## YOUR INSTRUCTIONS
Which lines in the entries below contain the string "ScoreRecord"? Show each of them in full.

## DATA
______________________________

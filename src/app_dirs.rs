use directories::ProjectDirs;
use std::path::PathBuf;

const APP_NAME: &str = "tango";

/// Centralized application directory resolution
pub struct AppDirs;

impl AppDirs {
    fn state_dir() -> Option<PathBuf> {
        if let Ok(home) = std::env::var("HOME") {
            Some(PathBuf::from(home).join(".local").join("state").join(APP_NAME))
        } else {
            ProjectDirs::from("", "", APP_NAME).map(|proj_dirs| proj_dirs.data_local_dir().to_path_buf())
        }
    }

    pub fn db_path() -> Option<PathBuf> {
        Self::state_dir().map(|dir| dir.join("scores.db"))
    }

    pub fn log_path() -> Option<PathBuf> {
        Self::state_dir().map(|dir| dir.join("tango.log"))
    }

    pub fn config_path() -> Option<PathBuf> {
        ProjectDirs::from("", "", APP_NAME).map(|pd| pd.config_dir().join("config.json"))
    }
}
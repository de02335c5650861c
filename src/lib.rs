// Library surface for the binary and for headless/integration tests.
pub mod app;
pub mod app_dirs;
pub mod config;
pub mod error;
pub mod leaderboard;
pub mod logging;
pub mod runtime;
pub mod session;
pub mod timer;
pub mod ui;
pub mod words;

pub use app::App;
pub use session::{CharState, KeystrokeOutcome, Phase, Session};
pub use words::WordPair;
use chrono::Local;
use log::{debug, info, warn};
use rand::rngs::StdRng;
use rand::seq::SliceRandom;
use rand::SeedableRng;
use std::time::Instant;

use crate::error::{StoreError, SubmitError, WordSourceError};
use crate::leaderboard::{LeaderboardEntry, LeaderboardStore, ScoreRecord, LEADERBOARD_SIZE};
use crate::timer::ErrorFlash;
use crate::words::WordPair;

/// Length of a round in seconds
pub const ROUND_SECS: u32 = 60;

/// Base points for a completed word, multiplied by `combo + 1`
pub const POINTS_PER_WORD: u32 = 10;

#[derive(Debug, Clone, Copy, PartialEq, Eq)]
pub enum Phase {
    Idle,
    Active,
    Finished,
}

/// Display state of a single character of the current word
#[derive(Debug, Clone, Copy, PartialEq, Eq)]
pub enum CharState {
    Correct,
    Incorrect,
    Pending,
}

/// What a keystroke did to the session
#[derive(Debug, Clone, Copy, PartialEq, Eq)]
pub enum KeystrokeOutcome {
    /// No round in progress
    Ignored,
    /// Not a prefix of the current word; combo dropped
    Rejected,
    /// Valid prefix, buffer updated
    Partial,
    /// Word finished; a new one was drawn
    Completed { points: u32 },
}

/// A score submission accepted by the session, waiting on the store.
#[derive(Debug, Clone)]
pub struct SubmitTicket {
    generation: u64,
    record: ScoreRecord,
}

impl SubmitTicket {
    pub fn record(&self) -> &ScoreRecord {
        &self.record
    }
}

/// Identifies one leaderboard refresh; later tickets win.
#[derive(Debug, Clone, Copy, PartialEq, Eq, PartialOrd, Ord)]
pub struct RefreshTicket(u64);

/// One game session: timer, current word, combo and score, plus the
/// cached leaderboard view.
#[derive(Debug)]
pub struct Session {
    word_pool: Vec<WordPair>,
    current_word: WordPair,
    input: String,
    score: u32,
    combo: u32,
    time_remaining: u32,
    phase: Phase,
    error_flash: ErrorFlash,
    player_name: String,
    score_submitted: bool,
    submit_pending: bool,
    generation: u64,
    leaderboard: Vec<LeaderboardEntry>,
    refresh_issued: u64,
    refresh_applied: u64,
    rng: StdRng,
}

impl Session {
    pub fn new() -> Self {
        Self::with_rng(StdRng::from_entropy())
    }

    /// Deterministic word draws, for tests and `--seed`
    pub fn with_seed(seed: u64) -> Self {
        Self::with_rng(StdRng::seed_from_u64(seed))
    }

    fn with_rng(rng: StdRng) -> Self {
        Self {
            word_pool: Vec::new(),
            current_word: WordPair::default(),
            input: String::new(),
            score: 0,
            combo: 0,
            time_remaining: ROUND_SECS,
            phase: Phase::Idle,
            error_flash: ErrorFlash::default(),
            player_name: String::new(),
            score_submitted: false,
            submit_pending: false,
            generation: 0,
            leaderboard: Vec::new(),
            refresh_issued: 0,
            refresh_applied: 0,
            rng,
        }
    }

    pub fn word_pool(&self) -> &[WordPair] {
        &self.word_pool
    }

    pub fn current_word(&self) -> &WordPair {
        &self.current_word
    }

    pub fn input(&self) -> &str {
        &self.input
    }

    pub fn score(&self) -> u32 {
        self.score
    }

    pub fn combo(&self) -> u32 {
        self.combo
    }

    pub fn time_remaining(&self) -> u32 {
        self.time_remaining
    }

    pub fn phase(&self) -> Phase {
        self.phase
    }

    pub fn error_flag(&self) -> bool {
        self.error_flash.is_raised()
    }

    pub fn player_name(&self) -> &str {
        &self.player_name
    }

    pub fn score_submitted(&self) -> bool {
        self.score_submitted
    }

    pub fn submit_pending(&self) -> bool {
        self.submit_pending
    }

    pub fn leaderboard(&self) -> &[LeaderboardEntry] {
        &self.leaderboard
    }

    pub fn can_start(&self) -> bool {
        !self.word_pool.is_empty()
    }

    /// Installs the word pool. The pool is fixed once loaded; later loads
    /// are ignored.
    pub fn load_word_pool(&mut self, pairs: Vec<WordPair>) -> bool {
        if !self.word_pool.is_empty() {
            warn!("word pool already loaded, ignoring {} words", pairs.len());
            return false;
        }
        let pairs: Vec<WordPair> = pairs
            .into_iter()
            .filter(|p| !p.english.is_empty())
            .collect();
        info!("loaded {} words", pairs.len());
        self.word_pool = pairs;
        self.can_start()
    }

    /// The word source could not be reached; the pool stays empty.
    pub fn fail_word_pool(&mut self, err: &WordSourceError) {
        warn!("word list unavailable: {err}");
    }

    /// Begins a new round. Does nothing while the pool is empty.
    pub fn start(&mut self) -> bool {
        if self.word_pool.is_empty() {
            debug!("start ignored: no words loaded");
            return false;
        }

        self.generation += 1;
        self.score = 0;
        self.combo = 0;
        self.time_remaining = ROUND_SECS;
        self.input.clear();
        self.player_name.clear();
        self.score_submitted = false;
        self.submit_pending = false;
        self.error_flash.clear();
        self.phase = Phase::Active;
        self.draw_word();

        info!("round {} started", self.generation);
        true
    }

    /// One second has elapsed. Returns true when this tick ended the round.
    pub fn tick(&mut self) -> bool {
        if self.phase != Phase::Active {
            return false;
        }

        self.time_remaining = self.time_remaining.saturating_sub(1);
        if self.time_remaining == 0 {
            self.phase = Phase::Finished;
            self.error_flash.clear();
            info!(
                "round {} finished with score {}",
                self.generation, self.score
            );
            return true;
        }
        false
    }

    pub fn apply_keystroke(&mut self, typed: &str) -> KeystrokeOutcome {
        self.apply_keystroke_at(typed, Instant::now())
    }

    /// Validates `typed`, the full would-be contents of the input buffer.
    pub fn apply_keystroke_at(&mut self, typed: &str, now: Instant) -> KeystrokeOutcome {
        if self.phase != Phase::Active {
            return KeystrokeOutcome::Ignored;
        }

        let word: Vec<char> = self.current_word.english.chars().collect();
        let typed_len = typed.chars().count();
        let is_prefix = typed_len <= word.len()
            && typed.chars().zip(&word).all(|(t, &w)| same_letter(t, w));

        if !is_prefix {
            self.error_flash.raise(now);
            self.combo = 0;
            debug!("rejected {:?} for {:?}", typed, self.current_word.english);
            return KeystrokeOutcome::Rejected;
        }

        if typed_len == word.len() {
            let points = POINTS_PER_WORD * (self.combo + 1);
            self.score += points;
            self.combo += 1;
            self.input.clear();
            debug!(
                "completed {:?} for {} points (combo {})",
                self.current_word.english, points, self.combo
            );
            self.draw_word();
            return KeystrokeOutcome::Completed { points };
        }

        self.input = typed.to_string();
        KeystrokeOutcome::Partial
    }

    /// Drops the error flag once its 500ms window has passed.
    pub fn expire_error(&mut self, now: Instant) -> bool {
        self.error_flash.expire(now)
    }

    pub fn char_state(&self, index: usize) -> CharState {
        match self.input.chars().nth(index) {
            None => CharState::Pending,
            Some(typed) => match self.current_word.english.chars().nth(index) {
                Some(expected) if same_letter(typed, expected) => CharState::Correct,
                _ => CharState::Incorrect,
            },
        }
    }

    /// Every character of the current word with its display state.
    pub fn char_states(&self) -> Vec<(char, CharState)> {
        self.current_word
            .english
            .chars()
            .enumerate()
            .map(|(idx, c)| (c, self.char_state(idx)))
            .collect()
    }

    fn name_editable(&self) -> bool {
        self.phase == Phase::Finished && !self.score_submitted && !self.submit_pending
    }

    pub fn set_player_name(&mut self, name: &str) {
        if self.name_editable() {
            self.player_name = name.to_string();
        }
    }

    pub fn push_name_char(&mut self, c: char) {
        if self.name_editable() {
            self.player_name.push(c);
        }
    }

    pub fn pop_name_char(&mut self) {
        if self.name_editable() {
            self.player_name.pop();
        }
    }

    /// Validates a submission and hands back the record to write.
    pub fn begin_score_submit(&mut self, name: &str) -> Result<SubmitTicket, SubmitError> {
        if self.phase != Phase::Finished {
            return Err(SubmitError::NotFinished);
        }
        if self.score_submitted {
            return Err(SubmitError::AlreadySubmitted);
        }
        if self.submit_pending {
            return Err(SubmitError::InFlight);
        }
        let name = name.trim();
        if name.is_empty() {
            return Err(SubmitError::EmptyName);
        }

        self.player_name = name.to_string();
        self.submit_pending = true;

        Ok(SubmitTicket {
            generation: self.generation,
            record: ScoreRecord {
                name: self.player_name.clone(),
                score: self.score,
                timestamp: Local::now(),
            },
        })
    }

    /// Applies the store's answer to an earlier `begin_score_submit`.
    pub fn finish_score_submit(
        &mut self,
        ticket: SubmitTicket,
        result: Result<String, StoreError>,
    ) -> Result<String, SubmitError> {
        if ticket.generation != self.generation {
            debug!(
                "dropping submit result from round {} (now {})",
                ticket.generation, self.generation
            );
            return Err(SubmitError::Stale {
                stored: result.is_ok(),
            });
        }

        self.submit_pending = false;
        match result {
            Ok(id) => {
                self.score_submitted = true;
                info!(
                    "submitted score {} for {} as {}",
                    ticket.record.score, ticket.record.name, id
                );
                Ok(id)
            }
            Err(err) => {
                warn!("failed to submit score: {err}");
                Err(SubmitError::Store(err))
            }
        }
    }

    /// Writes the score through `store` and refreshes the leaderboard.
    pub fn request_score_submit(
        &mut self,
        name: &str,
        store: &dyn LeaderboardStore,
    ) -> Result<(), SubmitError> {
        let ticket = self.begin_score_submit(name)?;
        let result = store.append(ticket.record());
        self.finish_score_submit(ticket, result)?;
        self.refresh_leaderboard(store);
        Ok(())
    }

    pub fn begin_leaderboard_refresh(&mut self) -> RefreshTicket {
        self.refresh_issued += 1;
        RefreshTicket(self.refresh_issued)
    }

    /// Replaces the cached leaderboard unless a newer refresh already
    /// landed. Fetch failures keep the stale list.
    pub fn apply_leaderboard(
        &mut self,
        ticket: RefreshTicket,
        result: Result<Vec<LeaderboardEntry>, StoreError>,
    ) -> bool {
        if ticket.0 <= self.refresh_applied {
            debug!("dropping leaderboard refresh {}", ticket.0);
            return false;
        }

        match result {
            Ok(mut entries) => {
                entries.truncate(LEADERBOARD_SIZE);
                self.refresh_applied = ticket.0;
                self.leaderboard = entries;
                true
            }
            Err(err) => {
                warn!("failed to fetch leaderboard: {err}");
                false
            }
        }
    }

    pub fn refresh_leaderboard(&mut self, store: &dyn LeaderboardStore) -> bool {
        let ticket = self.begin_leaderboard_refresh();
        let result = store.top_n(LEADERBOARD_SIZE);
        self.apply_leaderboard(ticket, result)
    }

    fn draw_word(&mut self) {
        if let Some(word) = self.word_pool.choose(&mut self.rng) {
            self.current_word = word.clone();
        }
    }
}

impl Default for Session {
    fn default() -> Self {
        Self::new()
    }
}

/// Case-insensitive comparison of a single typed character.
fn same_letter(typed: char, expected: char) -> bool {
    Iterator::eq(typed.to_lowercase(), expected.to_lowercase())
}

______________________________

## EXERCISE ANSWER
use crate::leaderboard::{LeaderboardEntry, LeaderboardStore, ScoreRecord, LEADERBOARD_SIZE};
    record: ScoreRecord,
    pub fn record(&self) -> &ScoreRecord {
            record: ScoreRecord {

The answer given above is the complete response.